Teach me to live, that I may dread

the grave as little as my bed.

Teach me to die, that so I may

rise glorious at the judgment day.


They don’t write hymns like that any more.


I know many think it would be better if we didn’t talk about such things as death, sin, judgment and resurrection, let alone celebrate them in song.



I think that those word written by Thomas Ken…just over there

Just over 300 years ago

Still ring very true today.



Why do some people think that these themes-

The themes of our readings- sin , judgment, temptation, deliverance-

will turn people off?

Maybe they think that they’ve become embarrassing to the modern mind?

(but that has been the case for a hundred years or more)

Perhaps they HAVE been misunderstood and misused? Probably.


Does all that give us the perfect excuse to drop what is

-though central- a difficult part of our faith? I say- NO!


I would ask- what could be more relevant now, than these twin pleas:


Teach me to live…

(leading inevitably, certainly in the Christian faith, onto…)


Teach me to die…..


The old Christian truth is that these twin prayers should be a comfort

and a constant companion in our faith.

Especially in Lent.


They re=present, in a concentrated form, the shape of our faith

as told in our two readings today…

and mirrored throughout scripture:


            I am crucified with Christ therefore I no longer live


                        If anyone will follow me let him take up his cross


                                    Unless a grain of wheat falls into the earth…
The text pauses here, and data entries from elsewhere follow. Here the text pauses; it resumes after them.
//! Debounced readiness polling.
//!
//! A resource only counts as ready once it has reported [`AVAILABLE`] for
//! several consecutive samples. A single non-available sample resets the
//! count. The wait is bounded by a wall-clock deadline and can be cancelled
//! cooperatively through a [`CancellationToken`].

use std::fmt;
use std::future::Future;
use std::time::Duration;

use tokio::time::{Instant, sleep};
use tokio_util::sync::CancellationToken;
use tracing::{info, warn};

use crate::backend::AVAILABLE;
use crate::fault::{self, ProviderError, ResourceKind};

/// Pause between two status samples.
pub const DEFAULT_POLL_INTERVAL: Duration = Duration::from_secs(10);

/// Consecutive `available` samples required to confirm readiness.
pub const DEFAULT_REQUIRED_CONFIRMATIONS: u32 = 4;

/// How a wait phase ended.
#[derive(Clone, Debug, Eq, PartialEq)]
pub enum ReadinessOutcome {
    /// The resource reported `available` for the required number of
    /// consecutive samples.
    Stable {
        /// Total number of samples taken, including resets.
        samples: u32,
    },
    /// The deadline elapsed before readiness was confirmed.
    TimedOut {
        /// Last status observed, if any sample was taken.
        last_status: Option<String>,
    },
    /// The cancellation token fired.
    Cancelled,
    /// The resource disappeared while being polled.
    Vanished,
    /// A status probe failed with a provider error.
    ProbeFailed(ProviderError),
}

impl ReadinessOutcome {
    /// Returns `true` only for [`ReadinessOutcome::Stable`].
    #[must_use]
    pub const fn is_ready(&self) -> bool {
        matches!(self, Self::Stable { .. })
    }
}

impl fmt::Display for ReadinessOutcome {
    fn fmt(&self, f: &mut fmt::Formatter<'_>) -> fmt::Result {
        match self {
            Self::Stable { samples } => write!(f, "ready and stable after {samples} samples"),
            Self::TimedOut {
                last_status: Some(status),
            } => write!(f, "timed out, last status {status}"),
            Self::TimedOut { last_status: None } => f.write_str("timed out before any sample"),
            Self::Cancelled => f.write_str("wait cancelled"),
            Self::Vanished => f.write_str("resource disappeared while waiting"),
            Self::ProbeFailed(err) => write!(f, "status probe failed: {err}"),
        }
    }
}

/// Samples a resource's status until it is stably available.
#[derive(Clone, Copy, Debug, Eq, PartialEq)]
pub struct ReadinessPoller {
    poll_interval: Duration,
    required_confirmations: u32,
}

impl Default for ReadinessPoller {
    fn default() -> Self {
        Self::new(DEFAULT_POLL_INTERVAL, DEFAULT_REQUIRED_CONFIRMATIONS)
    }
}

impl ReadinessPoller {
    /// Creates a poller. A confirmation count of zero is raised to one.
    #[must_use]
    pub fn new(poll_interval: Duration, required_confirmations: u32) -> Self {
        Self {
            poll_interval,
            required_confirmations: required_confirmations.max(1),
        }
    }

    /// Pause between samples.
    #[must_use]
    pub const fn poll_interval(&self) -> Duration {
        self.poll_interval
    }

    /// Consecutive `available` samples required.
    #[must_use]
    pub const fn required_confirmations(&self) -> u32 {
        self.required_confirmations
    }

    /// Polls `probe` until the resource is stably available, the deadline
    /// `timeout` from now elapses, or `cancel` fires.
    ///
    /// The deadline and the token are checked before every sample, and the
    /// sleep between samples ends early on cancellation. A not-found fault
    /// from the probe ends the wait as [`ReadinessOutcome::Vanished`]; any
    /// other probe error ends it as [`ReadinessOutcome::ProbeFailed`].
    pub async fn wait_until_available<F, Fut>(
        &self,
        resource: ResourceKind,
        identifier: &str,
        timeout: Duration,
        cancel: &CancellationToken,
        mut probe: F,
    ) -> ReadinessOutcome
    where
        F: FnMut() -> Fut,
        Fut: Future<Output = Result<String, ProviderError>>,
    {
        let started = Instant::now();
        let deadline = started.checked_add(timeout);
        let mut confirmations = 0_u32;
        let mut samples = 0_u32;
        let mut last_status = None;

        loop {
            if cancel.is_cancelled() {
                warn!(%resource, identifier, "wait cancelled");
                return ReadinessOutcome::Cancelled;
            }
            if deadline.is_some_and(|limit| Instant::now() >= limit) {
                warn!(
                    %resource,
                    identifier,
                    elapsed_secs = started.elapsed().as_secs(),
                    last_status = last_status.as_deref().unwrap_or("none"),
                    "deadline expired before {resource} was confirmed ready"
                );
                return ReadinessOutcome::TimedOut { last_status };
            }

            samples = samples.saturating_add(1);
            let status = match probe().await {
                Ok(status) => status,
                Err(err) => {
                    let classified = fault::report(&err, resource, identifier, "describe");
                    if classified.is_not_found() {
                        return ReadinessOutcome::Vanished;
                    }
                    return ReadinessOutcome::ProbeFailed(err);
                }
            };

            if status == AVAILABLE {
                confirmations = confirmations.saturating_add(1);
                info!(
                    %resource,
                    identifier,
                    "{resource} ready test {confirmations}/{}",
                    self.required_confirmations
                );
                if confirmations >= self.required_confirmations {
                    info!(%resource, identifier, samples, "{resource} ready and stable");
                    return ReadinessOutcome::Stable { samples };
                }
            } else {
                if confirmations > 0 {
                    info!(
                        %resource,
                        identifier,
                        confirmations,
                        "confirmation count reset"
                    );
                }
                confirmations = 0;
                info!(%resource, identifier, status = %status, "{resource} not ready");
            }
            last_status = Some(status);

            tokio::select! {
                () = sleep(self.poll_interval) => {}
                () = cancel.cancelled() => {
                    warn!(%resource, identifier, "wait cancelled");
                    return ReadinessOutcome::Cancelled;
                }
            }
        }
    }
}
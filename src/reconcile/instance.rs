//! Cluster member instance reconciliation.

use tracing::info;

use crate::backend::{Cluster, Instance, InstanceModification, InstanceSpec, RdsBackend};
use crate::fault::{ProviderError, ResourceKind};

use super::{Reconciler, absent_on_not_found, reported};

impl<B: RdsBackend + Sync> Reconciler<'_, B> {
    /// Looks up an instance, returning `None` when it does not exist.
    ///
    /// # Errors
    ///
    /// Returns any provider error other than the instance not-found fault.
    pub async fn locate_instance(
        &self,
        identifier: &str,
    ) -> Result<Option<Instance>, ProviderError> {
        let found = self.backend.describe_instance(identifier).await;
        absent_on_not_found(found, ResourceKind::Instance, identifier)
    }

    /// Returns the instance, creating it inside `cluster` when absent. An
    /// existing instance is returned unmodified.
    ///
    /// # Errors
    ///
    /// Returns the provider error from the lookup or the create call.
    pub async fn ensure_instance(
        &self,
        cluster: &Cluster,
        identifier: &str,
        instance_class: &str,
    ) -> Result<Instance, ProviderError> {
        match self.locate_instance(identifier).await? {
            Some(existing) => {
                info!(
                    instance_id = %existing.identifier,
                    status = %existing.status,
                    "instance already exists"
                );
                Ok(existing)
            }
            None => {
                self.create_instance(&InstanceSpec::for_cluster(
                    cluster,
                    identifier,
                    instance_class,
                ))
                .await
            }
        }
    }

    /// Creates the instance when absent, otherwise applies an immediate
    /// modification that sets only the instance class.
    ///
    /// # Errors
    ///
    /// Returns the provider error from the lookup, create or modify call.
    pub async fn ensure_or_update_instance(
        &self,
        cluster: &Cluster,
        identifier: &str,
        instance_class: &str,
    ) -> Result<Instance, ProviderError> {
        let Some(existing) = self.locate_instance(identifier).await? else {
            return self
                .create_instance(&InstanceSpec::for_cluster(
                    cluster,
                    identifier,
                    instance_class,
                ))
                .await;
        };

        let modification = InstanceModification {
            identifier: existing.identifier.clone(),
            instance_class: instance_class.to_owned(),
        };
        info!(
            instance_id = %modification.identifier,
            current_class = %existing.instance_class,
            target_class = %modification.instance_class,
            "modifying instance"
        );
        let modified = self
            .backend
            .modify_instance(&modification)
            .await
            .map_err(|err| reported(err, ResourceKind::Instance, identifier, "modify"))?;
        info!(instance_id = %modified.identifier, status = %modified.status, "instance modified");
        Ok(modified)
    }

    async fn create_instance(&self, spec: &InstanceSpec) -> Result<Instance, ProviderError> {
        info!(
            instance_id = %spec.identifier,
            cluster_id = %spec.cluster_identifier,
            instance_class = %spec.instance_class,
            "creating instance"
        );
        let created = self
            .backend
            .create_instance(spec)
            .await
            .map_err(|err| reported(err, ResourceKind::Instance, &spec.identifier, "create"))?;
        info!(instance_id = %created.identifier, status = %created.status, "instance created");
        Ok(created)
    }
}
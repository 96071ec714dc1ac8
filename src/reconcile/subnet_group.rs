//! Subnet group reconciliation.

use tracing::info;

use crate::backend::{RdsBackend, SubnetGroup, SubnetGroupSpec};
use crate::fault::{ProviderError, ResourceKind};

use super::{Reconciler, absent_on_not_found, reported};

impl<B: RdsBackend + Sync> Reconciler<'_, B> {
    /// Looks up a subnet group, returning `None` when it does not exist.
    ///
    /// # Errors
    ///
    /// Returns any provider error other than the subnet group not-found
    /// fault.
    pub async fn locate_subnet_group(
        &self,
        name: &str,
    ) -> Result<Option<SubnetGroup>, ProviderError> {
        let found = self.backend.describe_subnet_group(name).await;
        absent_on_not_found(found, ResourceKind::SubnetGroup, name)
    }

    /// Returns the named subnet group, creating it when absent.
    ///
    /// An existing group is returned as-is even if its description or
    /// subnets differ from `spec`.
    ///
    /// # Errors
    ///
    /// Returns the provider error from the lookup or the create call.
    pub async fn ensure_subnet_group(
        &self,
        spec: &SubnetGroupSpec,
    ) -> Result<SubnetGroup, ProviderError> {
        if let Some(existing) = self.locate_subnet_group(&spec.name).await? {
            info!(
                subnet_group = %existing.name,
                status = %existing.status,
                "subnet group already exists"
            );
            return Ok(existing);
        }

        info!(
            subnet_group = %spec.name,
            subnets = spec.subnet_ids.len(),
            "creating subnet group"
        );
        let created = self
            .backend
            .create_subnet_group(spec)
            .await
            .map_err(|err| reported(err, ResourceKind::SubnetGroup, &spec.name, "create"))?;
        info!(subnet_group = %created.name, status = %created.status, "subnet group created");
        Ok(created)
    }
}
//! Provisioning scenarios driven against the in-memory RDS control plane.

mod bdd_steps;
mod scenarios;
mod test_helpers;
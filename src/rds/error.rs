//! Conversion from AWS SDK errors into [`ProviderError`].

use std::error::Error as StdError;
use std::fmt;

use aws_sdk_rds::error::{DisplayErrorContext, ProvideErrorMetadata, SdkError};

use crate::fault::ProviderError;

impl<E, R> From<SdkError<E, R>> for ProviderError
where
    E: ProvideErrorMetadata + StdError + 'static,
    R: fmt::Debug + 'static,
{
    fn from(err: SdkError<E, R>) -> Self {
        let message = err
            .message()
            .map_or_else(|| DisplayErrorContext(&err).to_string(), str::to_owned);
        match err.code() {
            Some(code) => Self::coded(code, message),
            None => Self::unclassified(message),
        }
    }
}

#[cfg(test)]
mod tests {
    use aws_sdk_rds::error::ErrorMetadata;
    use aws_sdk_rds::operation::describe_db_clusters::DescribeDBClustersError;

    use super::*;
    use crate::fault::ResourceKind;

    #[test]
    fn service_codes_survive_conversion() {
        let service = DescribeDBClustersError::generic(
            ErrorMetadata::builder()
                .code("DBClusterNotFoundFault")
                .message("DBCluster orders not found.")
                .build(),
        );
        let err: SdkError<DescribeDBClustersError, ()> = SdkError::service_error(service, ());
        let converted = ProviderError::from(err);

        assert_eq!(converted.code.as_deref(), Some("DBClusterNotFoundFault"));
        assert_eq!(converted.message, "DBCluster orders not found.");
        assert!(converted.classify(ResourceKind::Cluster).is_not_found());
    }

    #[test]
    fn transport_failures_have_no_code() {
        let err: SdkError<DescribeDBClustersError, ()> =
            SdkError::timeout_error(std::io::Error::other("deadline exceeded"));
        let converted = ProviderError::from(err);
        assert_eq!(converted.code, None);
        assert!(!converted.message.is_empty());
    }
}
                                                For me to live is Christ and to die is gain.





Only 150 years ago Thomas Hardy- himself much discontented in his faith-

had Bishop Ken’s exact words spoken to his discontented mirror image-

Jude the Obscure

by an imagined gentle-voiced prelate

The strange comfort of them lulled him to an easy restful sleep.


But, of course, a hundred years have passed since Hardy

And it doesn’t do to point high-handedly to a piety

alien to much of our experience.


Inspired by Hardy’s struggles – his friend in later life

, the great Chrstian philosopher Austin Farrer

(Also a friend to Lewis, Tolkein, and Sayers- )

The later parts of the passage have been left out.